Kaplan et al. made this form central to modern language modeling by showing that loss scaled predictably with model size, dataset size, and compute across many orders of magnitude. Hestness et al. had already found similar power-law behavior across machine translation, language modeling, image processing, and speech recognition.

That breadth matters. Power-law scaling is not only a language-model fact, and it is not cleanly explained by any one data distribution, such as Zipfian word frequencies. The recurring object is broader: neural learners encountering tasks where structure has to be discovered from large effective spaces.

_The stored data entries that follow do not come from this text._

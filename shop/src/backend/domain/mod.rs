//! # Domain Module
//!
//! Business logic for the shop manager: the catalog, the client roster and
//! the order workflow, plus the file and mail side effects that hang off
//! them. Nothing here knows about the terminal; the interactive shell in
//! `io` builds commands and hands them to these services.
//!
//! ## Module Organization
//!
//! - **validation**: field parsers and the phone/email/price rules
//! - **commands**: command and result types passed between shell and services
//! - **product_service** / **client_service**: catalog and roster CRUD
//! - **order_service**: the order placement workflow
//! - **receipt_service**: PDF receipt rendering
//! - **email_service**: order confirmation mail over SMTP
//! - **export_service**: CSV dumps of the three tables
//! - **table**: text tables for the listing commands

pub mod client_service;
pub mod commands;
pub mod email_service;
pub mod export_service;
pub mod order_service;
pub mod product_service;
pub mod receipt_service;
pub mod table;
pub mod validation;

pub use client_service::ClientService;
pub use email_service::{EmailService, OrderNotifier};
pub use export_service::{ExportService, ExportSummary};
pub use order_service::{OrderError, OrderService};
pub use product_service::ProductService;
pub use receipt_service::ReceiptService;
pub use validation::ValidationError;
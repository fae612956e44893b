//! The interactive menu loop.
//!
//! Prints the twelve-entry menu, reads a choice and runs the matching
//! operation against the services in [`AppState`]. Operation failures are
//! printed and the loop continues; only end of input, an I/O failure on the
//! terminal or the Exit entry stop it.

use anyhow::Result;
use std::io::{BufRead, Write};
use tracing::{error, info};

use crate::backend::domain::commands::clients::{CreateClientCommand, UpdateClientCommand};
use crate::backend::domain::commands::orders::PlaceOrderCommand;
use crate::backend::domain::commands::products::{CreateProductCommand, UpdateProductCommand};
use crate::backend::domain::email_service::Delivery;
use crate::backend::domain::table;
use crate::backend::domain::validation;
use crate::backend::io::prompt::{PromptError, Prompter};
use crate::backend::AppState;

#[derive(Debug, Clone, Copy, PartialEq, Eq)]
pub enum MenuOption {
    AddProduct,
    DisplayProducts,
    ModifyProduct,
    DeactivateProduct,
    ExportProducts,
    AddClient,
    DisplayClients,
    ModifyClient,
    ExportClients,
    MakeOrder,
    ExportOrders,
    Exit,
}

impl MenuOption {
    pub const ALL: [MenuOption; 12] = [
        MenuOption::AddProduct,
        MenuOption::DisplayProducts,
        MenuOption::ModifyProduct,
        MenuOption::DeactivateProduct,
        MenuOption::ExportProducts,
        MenuOption::AddClient,
        MenuOption::DisplayClients,
        MenuOption::ModifyClient,
        MenuOption::ExportClients,
        MenuOption::MakeOrder,
        MenuOption::ExportOrders,
        MenuOption::Exit,
    ];

    /// Map a raw menu line to an entry; anything but 1..=12 is `None`
    pub fn from_choice(input: &str) -> Option<Self> {
        let number = input.trim().parse::<usize>().ok()?;
        number
            .checked_sub(1)
            .and_then(|index| Self::ALL.get(index))
            .copied()
    }

    pub fn label(&self) -> &'static str {
        match self {
            MenuOption::AddProduct => "Add Product",
            MenuOption::DisplayProducts => "Display Products",
            MenuOption::ModifyProduct => "Modify Product",
            MenuOption::DeactivateProduct => "Deactivate Product",
            MenuOption::ExportProducts => "Export Products to CSV",
            MenuOption::AddClient => "Add Client",
            MenuOption::DisplayClients => "Display Clients",
            MenuOption::ModifyClient => "Modify Client",
            MenuOption::ExportClients => "Export Clients to CSV",
            MenuOption::MakeOrder => "Make an Order",
            MenuOption::ExportOrders => "Export Orders to CSV",
            MenuOption::Exit => "Exit",
        }
    }
}
use anyhow::{anyhow, Context, Result};
use lettre::message::{header::ContentType, Attachment, Mailbox, MultiPart, SinglePart};
use lettre::transport::smtp::authentication::Credentials;
use lettre::transport::smtp::client::{Tls, TlsParameters};
use lettre::{Address, Message, SmtpTransport, Transport};
use std::fs;
use std::path::Path;
use tracing::{info, warn};

use crate::backend::config::{SmtpConfig, SmtpSecurity};
use shared::{Client, Order};

pub const CONFIRMATION_SUBJECT: &str = "Order Confirmation";

/// Whether a confirmation actually left the process
#[derive(Debug, Clone, Copy, PartialEq, Eq)]
pub enum Delivery {
    Sent,
    /// No relay configured
    Skipped,
}

/// Sends the order confirmation with the receipt attached.
pub trait OrderNotifier: Send + Sync {
    fn send_order_confirmation(&self, client: &Client, order: &Order, receipt: &Path) -> Result<Delivery>;
}

pub struct EmailService {
    config: SmtpConfig,
    transport: Option<SmtpTransport>,
}

impl EmailService {
    /// Build the service; the SMTP transport is only set up when a relay host
    /// is configured.
    pub fn new(config: SmtpConfig) -> Result<Self> {
        let transport = if config.is_enabled() {
            Some(Self::build_transport(&config)?)
        } else {
            info!("📧 No SMTP host configured, order confirmations will not be emailed");
            None
        };

        Ok(Self { config, transport })
    }

    fn build_transport(config: &SmtpConfig) -> Result<SmtpTransport> {
        info!(
            "📧 Initializing email service for SMTP server: {}:{}",
            config.host, config.port
        );

        let builder = match config.security {
            SmtpSecurity::StartTls => {
                let tls_params = TlsParameters::new(config.host.clone())
                    .context("Failed to create TLS parameters")?;
                SmtpTransport::relay(&config.host)
                    .context("Failed to create SMTP relay")?
                    .tls(Tls::Required(tls_params))
            }
            SmtpSecurity::Tls => {
                let tls_params = TlsParameters::new(config.host.clone())
                    .context("Failed to create TLS parameters")?;
                SmtpTransport::relay(&config.host)
                    .context("Failed to create SMTP relay")?
                    .tls(Tls::Wrapper(tls_params))
            }
            SmtpSecurity::None => SmtpTransport::builder_dangerous(&config.host),
        };

        let mut builder = builder.port(config.port);
        if config.has_credentials() {
            builder = builder.credentials(Credentials::new(
                config.username.clone(),
                config.password.clone(),
            ));
        }

        Ok(builder.build())
    }

    /// Build the confirmation message for `client` with `receipt` attached
    pub fn compose_order_confirmation(
        &self,
        client: &Client,
        order: &Order,
        receipt: &Path,
    ) -> Result<Message> {
        let from = self
            .config
            .from
            .parse::<Mailbox>()
            .context("Failed to parse from email")?;
        let to_address = client
            .email
            .parse::<Address>()
            .with_context(|| format!("Failed to parse client email: {}", client.email))?;
        let to = Mailbox::new(Some(client.full_name()), to_address);

        let receipt_bytes = fs::read(receipt)
            .with_context(|| format!("Failed to read receipt {:?}", receipt))?;
        let receipt_name = receipt
            .file_name()
            .map(|name| name.to_string_lossy().to_string())
            .unwrap_or_else(|| "order.pdf".to_string());
        let pdf_type = ContentType::parse("application/pdf")
            .map_err(|e| anyhow!("Invalid attachment content type: {}", e))?;

        Message::builder()
            .from(from)
            .to(to)
            .subject(CONFIRMATION_SUBJECT)
            .multipart(
                MultiPart::mixed()
                    .singlepart(SinglePart::plain(confirmation_body(client, order)))
                    .singlepart(Attachment::new(receipt_name).body(receipt_bytes, pdf_type)),
            )
            .context("Failed to build email")
    }
}

impl OrderNotifier for EmailService {
    fn send_order_confirmation(&self, client: &Client, order: &Order, receipt: &Path) -> Result<Delivery> {
        let Some(transport) = self.transport.as_ref() else {
            warn!("📧 Email disabled, skipping confirmation for order {}", order.id);
            return Ok(Delivery::Skipped);
        };

        let email = self.compose_order_confirmation(client, order, receipt)?;
        transport.send(&email).context("Failed to send email")?;

        info!("📧 Order confirmation for order {} sent to {}", order.id, client.email);
        Ok(Delivery::Sent)
    }
}

/// Plain-text body: the same fields as the receipt
pub fn confirmation_body(client: &Client, order: &Order) -> String {
    format!(
        "Dear {},\n\nThank you for your order.\nOrder ID: {}\nProduct ID: {}\nQuantity: {}\nTotal Price: {:.2}\n\nBest regards,\nYour Company",
        client.first_name, order.id, order.product_id, order.quantity, order.price
    )
}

The practical lesson was obvious: scale works.

But scale works slowly.

If $\alpha = 0.05$, then increasing compute by 10x only multiplies the remaining loss by:

$ 10^{-0.05} \approx 0.89 $

That is about an 11% reduction in the gap to the floor. To halve the remaining gap, you need roughly:

$ 2^{1/0.05} \approx 1,000,000 $

or about a million-fold increase in compute.

This does not make scaling unimportant. A predictable 11% reduction can be economically enormous. But a power law is not the curve one would naturally expect from a system that repeatedly discovers abstractions that make future learning dramatically cheaper.

It is the curve one expects when each step keeps extracting information from a large effective space at a roughly stable rate.


2. A dumb sampler can draw the same curve

A power law does not require understanding.

Imagine sampling $n$ points uniformly at random inside a $d$-dimensional box. Pick a target point and ask how close the nearest sample gets.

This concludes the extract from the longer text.